To put this in perspective, imagine a healthcare company issuing a self-congratulatory note on the following premise: It has not made any changes to a brain scanning technology introduced in 1990, but it should be praised for distributing the technology to new markets. In other words, the supposedly great progress made is that in 1990 it was analyzing European craniums but now it is analyzing African, Asian and Latin American cerebral patterns.
That stock will collapse very quickly in a sector dominated by the need for new ideas. Management consulting is no different. Increased market coverage using an old technology/idea can only be rewarded up to a certain point.
Beyond that point, if the underlying technique being applied has not been improved, a company is simply shifting around Soviet-era equipment. We think a 24 year cerebral resting period, no pun intended, would indicate that point has been reached for McKinsey. After all, the principles of the MGI analyses have not changed. McKinsey is just shifting around old thinking to new markets and sectors.
Some would herald their much-read analyses on social media as a sign of McKinsey’s intellectual vibrancy. We should rather herald Mark Zuckerberg for giving them a reason to dust off their tired old techniques to be draped over a dashing new sector.
McKinsey needs something big. They know that. So far, attempts like McKinsey Solutions etc. are far from revolutionary. If you distill that effort down from the gratuitous marketing in the Harvard Business Review, it is just another channel to deliver McKinsey data garnered from dated techniques.
It. Is. Channel. Management.
Just as watching old Laurel and Hardy movies on Netflix does not make the skits any more interesting, old techniques with old data does not get more appealing when delivered online. At best, this adds some incremental value to clients. Yet, despite McKinsey’s best efforts to make this idea seem revolutionary, clients will not think so.
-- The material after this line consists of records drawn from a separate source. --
//! Titration curves: the reading after each drop.

use crate::error::{AppError, AppResult};
use crate::scenario::{Scenario, evaluate};
use ph_chem::PhEngine;
use serde::Serialize;

/// Longest curve a single request may ask for.
pub const MAX_CURVE_DROPS: u32 = 10_000;

#[derive(Debug, Clone, Copy, PartialEq, Serialize)]
pub struct CurvePoint {
    pub drops: u32,
    pub ph: f64,
    pub capacity_exceeded: bool,
}

/// Readings for 0..=`max_drops` drops added to a water or buffer scenario.
pub fn titration_curve(
    engine: &PhEngine,
    scenario: &Scenario,
    max_drops: u32,
) -> AppResult<Vec<CurvePoint>> {
    if max_drops > MAX_CURVE_DROPS {
        return Err(AppError::InvalidInput(format!(
            "titration curves stop at {MAX_CURVE_DROPS} drops, got {max_drops}"
        )));
    }
    let mut points = Vec::new();
    for drops in 0..=max_drops {
        let step = scenario.with_drops(drops).ok_or_else(|| {
            AppError::InvalidInput("titration curves need a water or buffer scenario".into())
        })?;
        let reading = evaluate(engine, &step)?;
        points.push(CurvePoint {
            drops,
            ph: reading.ph,
            capacity_exceeded: reading.capacity_exceeded,
        });
    }
    tracing::debug!(points = points.len(), "titration curve computed");
    Ok(points)
}

/// First drop count at which the buffer ran out of capacity.
pub fn capacity_breakpoint(points: &[CurvePoint]) -> Option<u32> {
    points
        .iter()
        .find(|point| point.capacity_exceeded)
        .map(|point| point.drops)
}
McKinsey should spend more time thinking about the questions it wants to answer for clients and the way it intends answering them. That is where it can differentiate itself.
It is sobering to think that some of Barton’s biggest initiatives like the implementation group and turnaround practice etc. are really an effort to play catch-up to Deloitte, IBM, PwC, Alix Partners etc.
McKinsey may trumpet these changes as progress, McKinsey may announce them in the Harvard Business Review under the luminous glow of Clayton Christensen, and McKinsey may very well package the effort better than most others, but ask yourself this, since when is progress defined as copying a competitor?
Will the tenure of Barton be one where a bloated and fragmented McKinsey crawls to parity with competitors? We hope this is not his end game.